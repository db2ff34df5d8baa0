//! Centralized error handling for vic_params
//!
//! Every stage of the pipeline (configuration, regridding, derivation, NetCDF
//! output) reports failures through [`VicParamsError`]. A failure aborts the run.

use std::fmt;
use std::path::PathBuf;

/// Main error type for vic_params operations
#[derive(Debug)]
pub enum VicParamsError {
    /// NetCDF file operation errors
    NetCDFError(netcdf::Error),

    /// I/O operation errors
    IoError(std::io::Error),

    /// Configuration file could not be parsed
    ConfigParse(toml::de::Error),

    /// Configuration parsed but holds an unusable value
    InvalidConfig { message: String },

    /// Variable not found in NetCDF file
    VariableNotFound { var: String, file: PathBuf },

    /// Array does not have the shape the domain requires
    ShapeMismatch {
        var: String,
        expected: Vec<usize>,
        found: Vec<usize>,
    },

    /// A soil layer could not be mapped to source depth nodes
    LayerAssignment { layer: usize, total_depth: f64 },

    /// Plant functional type index outside 0..=16
    InvalidPft(i64),

    /// No row of the soil parameter file falls in a hydroclimate reference box
    ReferenceCellNotFound { class: String },

    /// Malformed row in a VIC soil parameter file
    SoilFileParse { line: usize, message: String },

    /// In-process regridding failure
    Regrid { job: String, message: String },

    /// The external CDO process failed
    CdoFailed {
        job: String,
        status: Option<i32>,
        stderr: String,
    },

    /// Thread pool configuration error
    ThreadPoolError(String),

    /// Array shape or dimension error
    ArrayError(ndarray::ShapeError),

    /// GDAL raster errors
    #[cfg(feature = "geotiff")]
    GdalError(gdal::errors::GdalError),

    /// Generic error
    Generic(String),
}

impl fmt::Display for VicParamsError {
    fn fmt(&self, f: &mut fmt::Formatter<'_>) -> fmt::Result {
        match self {
            VicParamsError::NetCDFError(e) => write!(f, "NetCDF error: {}", e),
            VicParamsError::IoError(e) => write!(f, "I/O error: {}", e),
            VicParamsError::ConfigParse(e) => write!(f, "Configuration parse error: {}", e),
            VicParamsError::InvalidConfig { message } => {
                write!(f, "Invalid configuration: {}", message)
            }
            VicParamsError::VariableNotFound { var, file } => {
                write!(f, "Variable '{}' not found in {}", var, file.display())
            }
            VicParamsError::ShapeMismatch {
                var,
                expected,
                found,
            } => write!(
                f,
                "Variable '{}' has shape {:?}, expected {:?}",
                var, found, expected
            ),
            VicParamsError::LayerAssignment { layer, total_depth } => write!(
                f,
                "Soil layer {} could not be assigned for total depth {} m",
                layer, total_depth
            ),
            VicParamsError::InvalidPft(pft) => write!(f, "{} is not a PFT", pft),
            VicParamsError::ReferenceCellNotFound { class } => write!(
                f,
                "No reference cell for hydroclimate class '{}' in soil parameter file",
                class
            ),
            VicParamsError::SoilFileParse { line, message } => {
                write!(f, "Soil parameter file line {}: {}", line, message)
            }
            VicParamsError::Regrid { job, message } => {
                write!(f, "Regridding '{}' failed: {}", job, message)
            }
            VicParamsError::CdoFailed {
                job,
                status,
                stderr,
            } => match status {
                Some(code) => write!(f, "cdo exited with status {} for '{}': {}", code, job, stderr),
                None => write!(f, "cdo was terminated by a signal for '{}': {}", job, stderr),
            },
            VicParamsError::ThreadPoolError(msg) => write!(f, "Thread pool error: {}", msg),
            VicParamsError::ArrayError(e) => write!(f, "Array error: {}", e),
            #[cfg(feature = "geotiff")]
            VicParamsError::GdalError(e) => write!(f, "GDAL error: {}", e),
            VicParamsError::Generic(msg) => write!(f, "{}", msg),
        }
    }
}

impl std::error::Error for VicParamsError {
    fn source(&self) -> Option<&(dyn std::error::Error + 'static)> {
        match self {
            VicParamsError::NetCDFError(e) => Some(e),
            VicParamsError::IoError(e) => Some(e),
            VicParamsError::ConfigParse(e) => Some(e),
            VicParamsError::ArrayError(e) => Some(e),
            #[cfg(feature = "geotiff")]
            VicParamsError::GdalError(e) => Some(e),
            _ => None,
        }
    }
}

impl From<netcdf::Error> for VicParamsError {
    fn from(error: netcdf::Error) -> Self {
        VicParamsError::NetCDFError(error)
    }
}

impl From<std::io::Error> for VicParamsError {
    fn from(error: std::io::Error) -> Self {
        VicParamsError::IoError(error)
    }
}

impl From<toml::de::Error> for VicParamsError {
    fn from(error: toml::de::Error) -> Self {
        VicParamsError::ConfigParse(error)
    }
}

impl From<ndarray::ShapeError> for VicParamsError {
    fn from(error: ndarray::ShapeError) -> Self {
        VicParamsError::ArrayError(error)
    }
}

#[cfg(feature = "geotiff")]
impl From<gdal::errors::GdalError> for VicParamsError {
    fn from(error: gdal::errors::GdalError) -> Self {
        VicParamsError::GdalError(error)
    }
}

impl From<String> for VicParamsError {
    fn from(error: String) -> Self {
        VicParamsError::Generic(error)
    }
}

impl From<&str> for VicParamsError {
    fn from(error: &str) -> Self {
        VicParamsError::Generic(error.to_string())
    }
}

/// Result type alias for vic_params operations
pub type Result<T> = std::result::Result<T, VicParamsError>;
+--
● **What is expected**:
Find the word "layer" in the data and show each line that holds it.

● **Worked solution**:
    /// A soil layer could not be mapped to source depth nodes
    LayerAssignment { layer: usize, total_depth: f64 },
            VicParamsError::LayerAssignment { layer, total_depth } => write!(
                "Soil layer {} could not be assigned for total depth {} m",
                layer, total_depth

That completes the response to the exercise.